In Vocence’s context, validators send a shared set of evaluation prompts to each miner’s model, score the returned audio on content accuracy, audio naturalness, and adherence to the requested voice traits, and aggregate scores across recent validator evidence before submitting weight vectors. The winner-takes-all ranking rewards consistent high performance on all three scoring dimensions. The Emission documentation describes how those consensus weights determine each participant’s share of the subnet’s accumulated emission each tempo.

Reader Boundary

Subnet 78 Vocence should not be read as generic Bittensor subnet documentation, a general voice cloning service, or a guarantee that any one audio clip implies stable long-term model quality. It names one subnet’s prompt-to-speech evaluation market, where validators score miner models on content accuracy, audio naturalness, and adherence to requested voice traits under shared evaluation prompts (Vocence README source, Vocence scoring source).

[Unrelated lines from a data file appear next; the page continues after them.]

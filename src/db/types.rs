/// Database row types for ingested timetable and calendar data

/// Parent row for the timetables table, before insert.
#[derive(Debug, Clone, PartialEq, Eq)]
pub struct NewTimetable {
    pub semester: i64,
    pub course: String,
    pub course_code: String,
    pub batch: i64,
    pub academic_year: String,
}

/// Dependent row for timetable_periods; the timetable_id is stamped on at
/// insert time, once the parent id is known.
#[derive(Debug, Clone, PartialEq, Eq)]
pub struct NewPeriod {
    pub day: String,
    pub start_time: String,
    pub end_time: String,
    pub subject_code: Option<String>,
    pub subject_name: Option<String>,
    pub subject_type: Option<String>,
    pub faculty: Option<String>,
}

/// Row for the events table. batch and semester are JSON-encoded into TEXT
/// columns on insert.
#[derive(Debug, Clone, PartialEq, Eq)]
pub struct NewEvent {
    pub event_name: String,
    pub description: Option<String>,
    pub date: String,
    pub start_time: Option<String>,
    pub end_time: Option<String>,
    pub source: String,
    pub batch: Vec<i64>,
    pub semester: Vec<i64>,
    pub event_type: String,
}

#[derive(Debug, Clone)]
pub struct DbTimetable {
    pub timetable_id: i64,
    pub semester: i64,
    pub course: String,
    pub course_code: String,
    pub batch: i64,
    pub academic_year: String,
}

#[derive(Debug, Clone)]
pub struct DbPeriod {
    pub period_id: i64,
    pub timetable_id: i64,
    pub day: String,
    pub start_time: String,
    pub end_time: String,
    pub subject_code: Option<String>,
    pub subject_name: Option<String>,
    pub subject_type: Option<String>,
    pub faculty: Option<String>,
}

#[derive(Debug, Clone)]
pub struct DbEvent {
    pub event_id: i64,
    pub event_name: String,
    pub description: Option<String>,
    pub date: String,
    pub start_time: Option<String>,
    pub end_time: Option<String>,
    pub source: String,
    pub batch: String,
    pub semester: String,
    pub event_type: String,
}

The scoring docs also separate miner-visible prompts from validator scoring tables. Miners receive a natural-language voice instruction and text to speak, while validators retain structured trait fields extracted from source audio to measure adherence and naturalness. That boundary ties rewards to following user-like prompts rather than to optimizing for hidden scoring fields alone.

Validator weights still flow through Yuma Consensus to determine emissions each tempo (Yuma Consensus, Emission).

Development Stage Context

The Introduction to Bittensor describes subnet development as moving from localnet to testnet and then mainnet. For Subnet 78, that sequence applies to the standard Bittensor lifecycle: localnet for isolated development, testnet for shared non-production testing, and mainnet for live operation with real emissions.

On mainnet, Subnet 78 is registered as the live production subnet at netuid 78. The Bittensor Networks reference separates mainnet, testnet, and localnet. Participation examples or emission outcomes from one environment should not be read as representing production subnet performance in another environment.